When George Monbiot wrote his great article (Days of Rage) about the inadequate response of governments to the climate emergency, I read it three times because it felt so important. He said environment groups are arguing the only realistic approach is incrementalism. He said they will campaign, issue by issue, sector by sector, for gradual improvements. But he said that system change was the only fast and effective means of transformation.
Tradable Energy Quotas (TEQs) are system change, they will transform the economy. It is not incrementalism. They will bring down emissions and cause everyone to change their way of living, working and travelling.
Transformative Climate Measures are too threatening for powerful men
Monbiot further wrote, “The demand to decarbonise our economies is not just a threat to carbon-intensive industry; it is a threat to the world order that permits powerful men to dominate us. To give ground to climate campaigners is to surrender power.”

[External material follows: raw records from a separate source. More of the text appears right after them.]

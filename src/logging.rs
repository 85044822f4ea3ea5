/// Structured logging for the reporting service
///
/// Thin layer over `tracing` that stamps every event with the data source
/// and, where relevant, the sensor it concerns. Supports console output
/// and an append-only log file for batch runs.

use std::fmt;
use std::fs::OpenOptions;
use std::sync::Mutex;

use tracing_subscriber::EnvFilter;

use crate::model::{FetchError, ReportError};

// ---------------------------------------------------------------------------
// Log Levels
// ---------------------------------------------------------------------------

#[derive(Debug, Clone, Copy, PartialEq, Eq)]
pub enum LogLevel {
    Debug,
    Info,
    Warning,
    Error,
}

impl LogLevel {
    fn as_directive(self) -> &'static str {
        match self {
            LogLevel::Debug => "debug",
            LogLevel::Info => "info",
            LogLevel::Warning => "warn",
            LogLevel::Error => "error",
        }
    }
}

// ---------------------------------------------------------------------------
// Data Source Types
// ---------------------------------------------------------------------------

#[derive(Debug, Clone, Copy, PartialEq, Eq)]
pub enum DataSource {
    /// Remote time-series / station API.
    Iow,
    /// OAuth token endpoint.
    Token,
    /// Offline payload replay.
    Replay,
    /// Segmentation and aggregation.
    Engine,
    System,
}

impl fmt::Display for DataSource {
    fn fmt(&self, f: &mut fmt::Formatter<'_>) -> fmt::Result {
        match self {
            DataSource::Iow => write!(f, "IOW"),
            DataSource::Token => write!(f, "TOKEN"),
            DataSource::Replay => write!(f, "REPLAY"),
            DataSource::Engine => write!(f, "ENGINE"),
            DataSource::System => write!(f, "SYS"),
        }
    }
}

// ---------------------------------------------------------------------------
// Failure Classification
// ---------------------------------------------------------------------------

#[derive(Debug, Clone, PartialEq, Eq)]
pub enum FailureType {
    /// Expected failure - sensor offline or not reporting in this window
    Expected,
    /// Unexpected failure - service degradation, credentials, or API change
    Unexpected,
    /// Unknown - cannot determine if this is expected or not
    Unknown,
}

impl fmt::Display for FailureType {
    fn fmt(&self, f: &mut fmt::Formatter<'_>) -> fmt::Result {
        match self {
            FailureType::Expected => write!(f, "EXPECTED"),
            FailureType::Unexpected => write!(f, "UNEXPECTED"),
            FailureType::Unknown => write!(f, "UNKNOWN"),
        }
    }
}

// ---------------------------------------------------------------------------
// Initialization
// ---------------------------------------------------------------------------

/// Initialize the global subscriber.
///
/// `RUST_LOG`, when set, overrides `min_level`. With a `log_file` every event
/// is appended there instead of the console. Calling this twice is harmless:
/// the first subscriber stays installed.
pub fn init_logger(
    min_level: LogLevel,
    log_file: Option<&str>,
    console_timestamps: bool,
) -> std::io::Result<()> {
    let filter = EnvFilter::try_from_default_env()
        .unwrap_or_else(|_| EnvFilter::new(min_level.as_directive()));
    let builder = tracing_subscriber::fmt()
        .with_env_filter(filter)
        .with_target(false);

    let installed = match log_file {
        Some(path) => {
            let file = OpenOptions::new().create(true).append(true).open(path)?;
            builder
                .with_ansi(false)
                .with_writer(Mutex::new(file))
                .try_init()
        }
        None if console_timestamps => builder.try_init(),
        None => builder.without_time().try_init(),
    };

    if installed.is_err() {
        debug(DataSource::System, None, "logger already initialized");
    }
    Ok(())
}

// ---------------------------------------------------------------------------
// Public Logging Functions
// ---------------------------------------------------------------------------

/// Log a general informational message
pub fn info(source: DataSource, sensor_id: Option<&str>, message: &str) {
    tracing::info!(source = %source, sensor = sensor_id.unwrap_or("-"), "{}", message);
}

/// Log a warning message
pub fn warn(source: DataSource, sensor_id: Option<&str>, message: &str) {
    tracing::warn!(source = %source, sensor = sensor_id.unwrap_or("-"), "{}", message);
}

/// Log an error message
pub fn error(source: DataSource, sensor_id: Option<&str>, message: &str) {
    tracing::error!(source = %source, sensor = sensor_id.unwrap_or("-"), "{}", message);
}

/// Log a debug message
pub fn debug(source: DataSource, sensor_id: Option<&str>, message: &str) {
    tracing::debug!(source = %source, sensor = sensor_id.unwrap_or("-"), "{}", message);
}

// ---------------------------------------------------------------------------
// Failure Classification Helpers
// ---------------------------------------------------------------------------

/// Classify a per-sensor failure.
///
/// A 404 after every retry usually means the station or quantity id in the
/// sensor list is wrong or retired; everything that points at the service
/// or our credentials is unexpected.
pub fn classify_failure(err: &ReportError) -> FailureType {
    match err {
        ReportError::FetchExhausted { last: FetchError::Http(404), .. } => FailureType::Expected,
        ReportError::FetchExhausted { last: FetchError::Http(_), .. } => FailureType::Unexpected,
        ReportError::FetchExhausted { last: FetchError::Network(_), .. } => FailureType::Unknown,
        ReportError::TokenRefresh(_) => FailureType::Unexpected,
        ReportError::MalformedPayload(_) => FailureType::Unexpected,
        ReportError::InvalidWindow { .. } | ReportError::Config(_) => FailureType::Unexpected,
        ReportError::Io(_) => FailureType::Unknown,
    }
}

/// Log a sensor failure with automatic classification
pub fn log_sensor_failure(sensor_id: &str, operation: &str, err: &ReportError) {
    let failure_type = classify_failure(err);
    let message = format!("{} failed [{}]: {}", operation, failure_type, err);

    match failure_type {
        FailureType::Expected => debug(DataSource::Iow, Some(sensor_id), &message),
        FailureType::Unexpected => error(DataSource::Iow, Some(sensor_id), &message),
        FailureType::Unknown => warn(DataSource::Iow, Some(sensor_id), &message),
    }
}

// ---------------------------------------------------------------------------
// Batch Summary Logging
// ---------------------------------------------------------------------------

/// Log a summary of one batch report
pub fn log_batch_summary(report: &str, total: usize, successful: usize, failed: usize) {
    let message = format!(
        "{} complete: {}/{} sensors successful, {} failed",
        report, successful, total, failed
    );

    if failed == 0 {
        info(DataSource::System, None, &message);
    } else if successful == 0 {
        error(DataSource::System, None, &message);
    } else {
        warn(DataSource::System, None, &message);
    }
}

It set me thinking about what the response will be to our petition for Tradable Energy Quotas (TEQs). You see, once the Climate Change Commission has set this year’s budget for the carbon and the year passes, next year their budget will decline. Every year individuals are given fewer TEQs to accompany their payment for their fossil fuel energy.

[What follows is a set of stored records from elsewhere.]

/// Sensor list for batch reports.
///
/// A report runs over a list of sensors supplied as plain text, one sensor
/// per line:
///
/// ```text
/// # station id                          physical quantity id                  location
/// 6c6b4a10-...,0d2e61f4-...,Tainan City Annan District
/// ```
///
/// Fields are tab or comma separated (a line containing a tab is split on
/// tabs only, so locations may contain commas in that case). The location
/// column is optional. Blank lines and lines starting with `#` are ignored,
/// as is a leading `station_id,...` header row. Duplicate station/quantity
/// pairs are reported once.

use std::collections::HashSet;
use std::path::Path;

use crate::logging::{self, DataSource};
use crate::model::{ReportError, SensorRef};

const HEADER_FIELD: &str = "station_id";

fn split_fields(line: &str) -> Vec<&str> {
    let separator = if line.contains('\t') { '\t' } else { ',' };
    line.splitn(3, separator).map(str::trim).collect()
}

/// Parses a sensor list. Any malformed line fails the whole list, naming
/// the 1-based line number.
pub fn parse_sensor_list(text: &str) -> Result<Vec<SensorRef>, ReportError> {
    let mut sensors = Vec::new();
    let mut seen = HashSet::new();
    let mut first_entry = true;

    for (index, raw) in text.lines().enumerate() {
        let line_no = index + 1;
        let line = raw.trim();
        if line.is_empty() || line.starts_with('#') {
            continue;
        }

        let fields = split_fields(line);
        if first_entry && fields[0].eq_ignore_ascii_case(HEADER_FIELD) {
            first_entry = false;
            continue;
        }
        first_entry = false;

        let (station_id, quantity_id) = match fields.as_slice() {
            [station, quantity, ..] if !station.is_empty() && !quantity.is_empty() => {
                (station.to_string(), quantity.to_string())
            }
            _ => {
                return Err(ReportError::Config(format!(
                    "sensor list line {}: expected `station_id,quantity_id[,location]`, got {:?}",
                    line_no, raw
                )));
            }
        };
        let location = fields
            .get(2)
            .filter(|l| !l.is_empty())
            .map(|l| l.to_string());

        if !seen.insert((station_id.clone(), quantity_id.clone())) {
            logging::warn(
                DataSource::System,
                Some(&station_id),
                &format!("sensor list line {}: duplicate of an earlier entry, skipped", line_no),
            );
            continue;
        }

        sensors.push(SensorRef {
            station_id,
            quantity_id,
            location,
        });
    }

    Ok(sensors)
}

/// Reads and parses a sensor list file.
pub fn load_sensor_list(path: &Path) -> Result<Vec<SensorRef>, ReportError> {
    let text = std::fs::read_to_string(path).map_err(|e| {
        ReportError::Config(format!("cannot read sensor list {}: {}", path.display(), e))
    })?;
    parse_sensor_list(&text)
}

// ---------------------------------------------------------------------------
// Tests
// ---------------------------------------------------------------------------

That means unless they buy a great many TEQs Air New Zealand will have fewer TEQs next year to surrender along with its money when the company buys its aviation fuel. But Air NZ is 51% owned by Government. So Government has a pecuniary interest in the viability of the aviation industry in Aotearoa.
Government has a pecuniary interest in electricity companies too.
Take electricity, a form of energy, some of which is generated from fossil fuels at Huntly Power Station. When any household pays for its electricity, it also has to cough up TEQs. All electricity retailers carry a “carbon rating” in units; one unit represents one kilogram of carbon dioxide – or the equivalent in other greenhouse gases – released in the fuel’s production and use.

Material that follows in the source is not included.